**DATA SHOWN:**

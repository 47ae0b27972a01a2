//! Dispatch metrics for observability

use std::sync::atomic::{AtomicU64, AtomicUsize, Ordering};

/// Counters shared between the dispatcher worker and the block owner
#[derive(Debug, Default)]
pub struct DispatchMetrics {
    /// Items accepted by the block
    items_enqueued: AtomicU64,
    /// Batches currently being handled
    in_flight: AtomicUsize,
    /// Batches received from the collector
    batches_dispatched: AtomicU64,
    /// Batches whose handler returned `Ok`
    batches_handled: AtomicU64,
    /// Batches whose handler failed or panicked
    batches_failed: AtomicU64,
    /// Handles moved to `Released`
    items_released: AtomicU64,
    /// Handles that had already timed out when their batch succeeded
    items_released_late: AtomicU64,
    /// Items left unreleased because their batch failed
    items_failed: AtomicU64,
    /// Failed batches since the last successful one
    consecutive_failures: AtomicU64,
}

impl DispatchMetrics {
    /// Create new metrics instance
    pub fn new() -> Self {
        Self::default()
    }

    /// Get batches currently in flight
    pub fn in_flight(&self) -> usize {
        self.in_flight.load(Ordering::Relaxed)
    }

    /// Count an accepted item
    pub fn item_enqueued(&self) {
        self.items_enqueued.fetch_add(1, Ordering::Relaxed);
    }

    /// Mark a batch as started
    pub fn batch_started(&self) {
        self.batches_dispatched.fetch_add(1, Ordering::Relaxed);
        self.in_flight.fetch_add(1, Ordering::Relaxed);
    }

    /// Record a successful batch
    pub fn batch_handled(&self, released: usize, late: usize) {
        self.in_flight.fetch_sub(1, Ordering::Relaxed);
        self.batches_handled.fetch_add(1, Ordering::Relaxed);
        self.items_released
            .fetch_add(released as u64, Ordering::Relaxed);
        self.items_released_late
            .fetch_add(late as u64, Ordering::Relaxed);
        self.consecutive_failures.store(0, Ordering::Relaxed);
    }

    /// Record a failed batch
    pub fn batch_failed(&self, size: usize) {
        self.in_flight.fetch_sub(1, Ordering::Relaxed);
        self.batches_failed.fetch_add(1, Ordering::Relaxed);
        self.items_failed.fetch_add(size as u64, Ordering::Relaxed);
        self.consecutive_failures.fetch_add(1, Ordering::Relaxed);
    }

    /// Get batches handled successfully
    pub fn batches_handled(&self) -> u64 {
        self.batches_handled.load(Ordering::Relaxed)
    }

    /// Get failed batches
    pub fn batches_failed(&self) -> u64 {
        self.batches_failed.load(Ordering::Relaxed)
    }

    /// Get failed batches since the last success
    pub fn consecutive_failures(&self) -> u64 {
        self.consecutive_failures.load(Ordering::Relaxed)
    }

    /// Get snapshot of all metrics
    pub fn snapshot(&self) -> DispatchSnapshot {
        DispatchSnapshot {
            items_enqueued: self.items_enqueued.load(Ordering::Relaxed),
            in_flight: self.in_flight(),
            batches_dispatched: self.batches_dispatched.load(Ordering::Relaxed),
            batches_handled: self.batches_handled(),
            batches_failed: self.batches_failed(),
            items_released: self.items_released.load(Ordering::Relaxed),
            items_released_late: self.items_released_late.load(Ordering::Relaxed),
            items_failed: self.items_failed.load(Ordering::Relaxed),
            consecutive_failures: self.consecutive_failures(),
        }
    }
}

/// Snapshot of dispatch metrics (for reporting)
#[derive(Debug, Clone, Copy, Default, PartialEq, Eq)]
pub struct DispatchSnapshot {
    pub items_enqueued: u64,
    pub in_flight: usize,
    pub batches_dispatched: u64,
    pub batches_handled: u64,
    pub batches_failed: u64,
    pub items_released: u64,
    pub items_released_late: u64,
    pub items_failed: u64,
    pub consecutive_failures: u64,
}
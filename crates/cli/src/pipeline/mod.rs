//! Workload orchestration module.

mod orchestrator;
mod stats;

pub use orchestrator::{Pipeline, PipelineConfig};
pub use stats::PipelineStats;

**INSTRUCTIONS TO FOLLOW:**
Once you have read the records above, set each one down again exactly.

**RESULT FOR THIS TASK:**
repository 47ae0b27972a01a2
//! Dispatch metrics for observability

use std::sync::atomic::{AtomicU64, AtomicUsize, Ordering};

/// Counters shared between the dispatcher worker and the block owner
#[derive(Debug, Default)]
pub struct DispatchMetrics {
    /// Items accepted by the block
    items_enqueued: AtomicU64,
    /// Batches currently being handled
    in_flight: AtomicUsize,
    /// Batches received from the collector
    batches_dispatched: AtomicU64,
    /// Batches whose handler returned `Ok`
    batches_handled: AtomicU64,
    /// Batches whose handler failed or panicked
    batches_failed: AtomicU64,
    /// Handles moved to `Released`
    items_released: AtomicU64,
    /// Handles that had already timed out when their batch succeeded
    items_released_late: AtomicU64,
    /// Items left unreleased because their batch failed
    items_failed: AtomicU64,
    /// Failed batches since the last successful one
    consecutive_failures: AtomicU64,
}

impl DispatchMetrics {
    /// Create new metrics instance
    pub fn new() -> Self {
        Self::default()
    }

    /// Get batches currently in flight
    pub fn in_flight(&self) -> usize {
        self.in_flight.load(Ordering::Relaxed)
    }

    /// Count an accepted item
    pub fn item_enqueued(&self) {
        self.items_enqueued.fetch_add(1, Ordering::Relaxed);
    }

    /// Mark a batch as started
    pub fn batch_started(&self) {
        self.batches_dispatched.fetch_add(1, Ordering::Relaxed);
        self.in_flight.fetch_add(1, Ordering::Relaxed);
    }

    /// Record a successful batch
    pub fn batch_handled(&self, released: usize, late: usize) {
        self.in_flight.fetch_sub(1, Ordering::Relaxed);
        self.batches_handled.fetch_add(1, Ordering::Relaxed);
        self.items_released
            .fetch_add(released as u64, Ordering::Relaxed);
        self.items_released_late
            .fetch_add(late as u64, Ordering::Relaxed);
        self.consecutive_failures.store(0, Ordering::Relaxed);
    }

    /// Record a failed batch
    pub fn batch_failed(&self, size: usize) {
        self.in_flight.fetch_sub(1, Ordering::Relaxed);
        self.batches_failed.fetch_add(1, Ordering::Relaxed);
        self.items_failed.fetch_add(size as u64, Ordering::Relaxed);
        self.consecutive_failures.fetch_add(1, Ordering::Relaxed);
    }

    /// Get batches handled successfully
    pub fn batches_handled(&self) -> u64 {
        self.batches_handled.load(Ordering::Relaxed)
    }

    /// Get failed batches
    pub fn batches_failed(&self) -> u64 {
        self.batches_failed.load(Ordering::Relaxed)
    }

    /// Get failed batches since the last success
    pub fn consecutive_failures(&self) -> u64 {
        self.consecutive_failures.load(Ordering::Relaxed)
    }

    /// Get snapshot of all metrics
    pub fn snapshot(&self) -> DispatchSnapshot {
        DispatchSnapshot {
            items_enqueued: self.items_enqueued.load(Ordering::Relaxed),
            in_flight: self.in_flight(),
            batches_dispatched: self.batches_dispatched.load(Ordering::Relaxed),
            batches_handled: self.batches_handled(),
            batches_failed: self.batches_failed(),
            items_released: self.items_released.load(Ordering::Relaxed),
            items_released_late: self.items_released_late.load(Ordering::Relaxed),
            items_failed: self.items_failed.load(Ordering::Relaxed),
            consecutive_failures: self.consecutive_failures(),
        }
    }
}

/// Snapshot of dispatch metrics (for reporting)
#[derive(Debug, Clone, Copy, Default, PartialEq, Eq)]
pub struct DispatchSnapshot {
    pub items_enqueued: u64,
    pub in_flight: usize,
    pub batches_dispatched: u64,
    pub batches_handled: u64,
    pub batches_failed: u64,
    pub items_released: u64,
    pub items_released_late: u64,
    pub items_failed: u64,
    pub consecutive_failures: u64,
}
filename crates/cli/src/pipeline/mod.rs
//! Workload orchestration module.

mod orchestrator;
mod stats;

pub use orchestrator::{Pipeline, PipelineConfig};
pub use stats::PipelineStats;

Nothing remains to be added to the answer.